Rio +20: tra senso di fallimento e frustrazione dell’ONU. Ma la green economy non si ferma
Alla fine, dopo l’impegno delle Nazioni Unite, il lungo e paziente lavoro degli sherpa internazionali e i 150 milioni di dollari spesi per mettere in piedi la macchina organizzativa, il summit di Rio+20 sullo sviluppo sostenibile non ha dato i risultati sperati. Il documento siglato dai 191 capi di stato, dal titolo “Il futuro che vogliamo”, contiene infatti numerose dichiarazioni di principio, ma nessun obiettivo concreto e vincolante. Nella dichiarazione conclusiva c’è infatti l’impegno a difendere la necessità di un’economia verde, ma, a causa delle resistenze dei Paesi in via di sviluppo, che temono un protezionismo mascherato dei ricchi, si evita qualsiasi “regola rigida”, rispettando anzi “la sovranità nazionale” di ciascun stato.

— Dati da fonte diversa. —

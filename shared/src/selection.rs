//! Map interaction controller.
//!
//! Owns the UI-local selection state and turns widget events into state
//! changes plus optional camera commands. The controller never talks to the
//! map widget itself; callers hand [`CameraCommand`]s to a [`CameraSink`].

use crate::dataset::Dataset;
use crate::province::{LngLat, ProvinceId, ProvinceRecord};

pub const DEFAULT_CENTER: LngLat = LngLat::new(45.0792, 23.8859);
pub const DEFAULT_ZOOM: f64 = 4.5;
pub const SELECTED_ZOOM: f64 = 7.0;
pub const FLY_DURATION_MS: u32 = 2000;

#[derive(Debug, Clone, Copy, PartialEq)]
pub struct Camera {
    pub center: LngLat,
    pub zoom: f64,
    pub pitch: f64,
    pub bearing: f64,
}

impl Camera {
    pub const OVERVIEW: Camera = Camera {
        center: DEFAULT_CENTER,
        zoom: DEFAULT_ZOOM,
        pitch: 0.0,
        bearing: 0.0,
    };
}

impl Default for Camera {
    fn default() -> Self {
        Self::OVERVIEW
    }
}

#[derive(Debug, Clone, Copy, PartialEq, Eq, Hash, PartialOrd, Ord)]
pub struct CommandId(pub u64);

/// Animated camera transition handed to the map widget.
#[derive(Debug, Clone, Copy, PartialEq)]
pub struct CameraCommand {
    pub id: CommandId,
    pub target: Camera,
    pub duration_ms: u32,
}

/// Adapter over the map widget's camera.
pub trait CameraSink {
    fn fly_to(&mut self, command: &CameraCommand);

    /// Stop an in-flight transition. Widgets without cancellation ignore it.
    fn cancel(&mut self, _id: CommandId) {}
}

#[derive(Debug, Clone, Copy, PartialEq)]
pub enum MapEvent {
    MarkerClicked(ProvinceId),
    BackgroundClicked,
    HoverEntered(ProvinceId),
    HoverLeft(ProvinceId),
    PopupClosed,
    ViewportMoved(Camera),
}

#[derive(Debug, Clone, Copy, PartialEq, Eq)]
pub enum InteractionMode {
    Idle,
    ProvinceSelected(ProvinceId),
}

#[derive(Debug, Clone, Copy, PartialEq)]
pub struct SelectionState {
    pub selected: Option<ProvinceId>,
    pub hovered: Option<ProvinceId>,
    pub popup: Option<ProvinceId>,
    pub viewport: Camera,
}

impl Default for SelectionState {
    fn default() -> Self {
        Self {
            selected: None,
            hovered: None,
            popup: None,
            viewport: Camera::OVERVIEW,
        }
    }
}

#[derive(Debug, Clone, Copy, PartialEq, Eq)]
pub enum SelectionChange {
    Unchanged,
    Changed(Option<ProvinceId>),
}

/// What the view has to do after an event.
#[derive(Debug, Clone, Copy, PartialEq)]
pub struct Outcome {
    pub camera: Option<CameraCommand>,
    pub selection: SelectionChange,
}

impl Outcome {
    fn quiet() -> Self {
        Self {
            camera: None,
            selection: SelectionChange::Unchanged,
        }
    }
}

#[derive(Debug, Clone)]
pub struct InteractionController {
    dataset: Dataset,
    state: SelectionState,
    next_command: u64,
}

impl InteractionController {
    pub fn new(dataset: Dataset) -> Self {
        Self {
            dataset,
            state: SelectionState::default(),
            next_command: 0,
        }
    }

    pub fn state(&self) -> &SelectionState {
        &self.state
    }

    pub fn mode(&self) -> InteractionMode {
        match self.selected_province() {
            Some(province) => InteractionMode::ProvinceSelected(province.id),
            None => InteractionMode::Idle,
        }
    }

    /// Selected province, or `None` if nothing is selected or the id is stale.
    pub fn selected_province(&self) -> Option<&'static ProvinceRecord> {
        self.state.selected.and_then(|id| self.dataset.province(id))
    }

    pub fn popup_province(&self) -> Option<&'static ProvinceRecord> {
        self.state.popup.and_then(|id| self.dataset.province(id))
    }

    pub fn is_hovered(&self, id: ProvinceId) -> bool {
        self.state.hovered == Some(id)
    }

    pub fn is_selected(&self, id: ProvinceId) -> bool {
        self.state.selected == Some(id)
    }

    pub fn handle(&mut self, event: MapEvent) -> Outcome {
        match event {
            MapEvent::MarkerClicked(id) => match self.dataset.province(id) {
                Some(province) => self.select(province),
                None => self.reset(true),
            },
            MapEvent::BackgroundClicked => self.reset(true),
            MapEvent::PopupClosed => self.reset(false),
            MapEvent::HoverEntered(id) => {
                self.state.hovered = Some(id);
                Outcome::quiet()
            }
            MapEvent::HoverLeft(id) => {
                if self.state.hovered == Some(id) {
                    self.state.hovered = None;
                }
                Outcome::quiet()
            }
            MapEvent::ViewportMoved(camera) => {
                self.state.viewport = camera;
                Outcome::quiet()
            }
        }
    }

    fn select(&mut self, province: &ProvinceRecord) -> Outcome {
        let previous = self.state.selected;
        self.state.selected = Some(province.id);
        self.state.popup = Some(province.id);
        let target = Camera {
            center: province.center,
            zoom: SELECTED_ZOOM,
            ..self.state.viewport
        };
        Outcome {
            camera: Some(self.command(target)),
            selection: changed(previous, self.state.selected),
        }
    }

    fn reset(&mut self, fly_home: bool) -> Outcome {
        let previous = self.state.selected;
        self.state.selected = None;
        self.state.popup = None;
        let camera = fly_home.then(|| self.command(Camera::OVERVIEW));
        Outcome {
            camera,
            selection: changed(previous, None),
        }
    }

    fn command(&mut self, target: Camera) -> CameraCommand {
        self.next_command += 1;
        self.state.viewport = target;
        CameraCommand {
            id: CommandId(self.next_command),
            target,
            duration_ms: FLY_DURATION_MS,
        }
    }
}

fn changed(previous: Option<ProvinceId>, next: Option<ProvinceId>) -> SelectionChange {
    if previous == next {
        SelectionChange::Unchanged
    } else {
        SelectionChange::Changed(next)
    }
}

Un fallimento che per le Nazioni Unite è piuttosto frustrante. I negoziatori hanno preparato per anni il summit, in cui erano riposte le speranze di molti, e alla fine il risultato ha deluso le aspettative di osservatori internazionali e Ong. Un gruppo di associazioni, esperti, imprenditori ed economisti, in una lettera al segretario generale dell’Onu Ban Ki-Moon, ha scritto che il vertice “passerà alla storia come una conferenza Onu che propone alla società mondiale un testo segnato da gravi omissioni, che mettono a rischio la preservazione e la capacità di ripresa socio-ambientale del pianeta”. Lacune certamente non attribuibili solo alle Nazioni Unite, ma che nei corridoi del Palazzo di Vetro pesano come macigni.
La delusione per un documento considerato da molti “senz’anima”, era del resto evidente già nelle parole del Segretario Generale, che in apertura del vertice, il 20 giugno, non aveva usato mezzi termini: “Molte proposte – aveva detto Ban Ki-Moon – erano ambiziose, ma ogni Paese ha i suoi interessi in gioco. I negoziati sono stati molto difficili. Personalmente, mi aspettavo un documento finale più ambizioso”.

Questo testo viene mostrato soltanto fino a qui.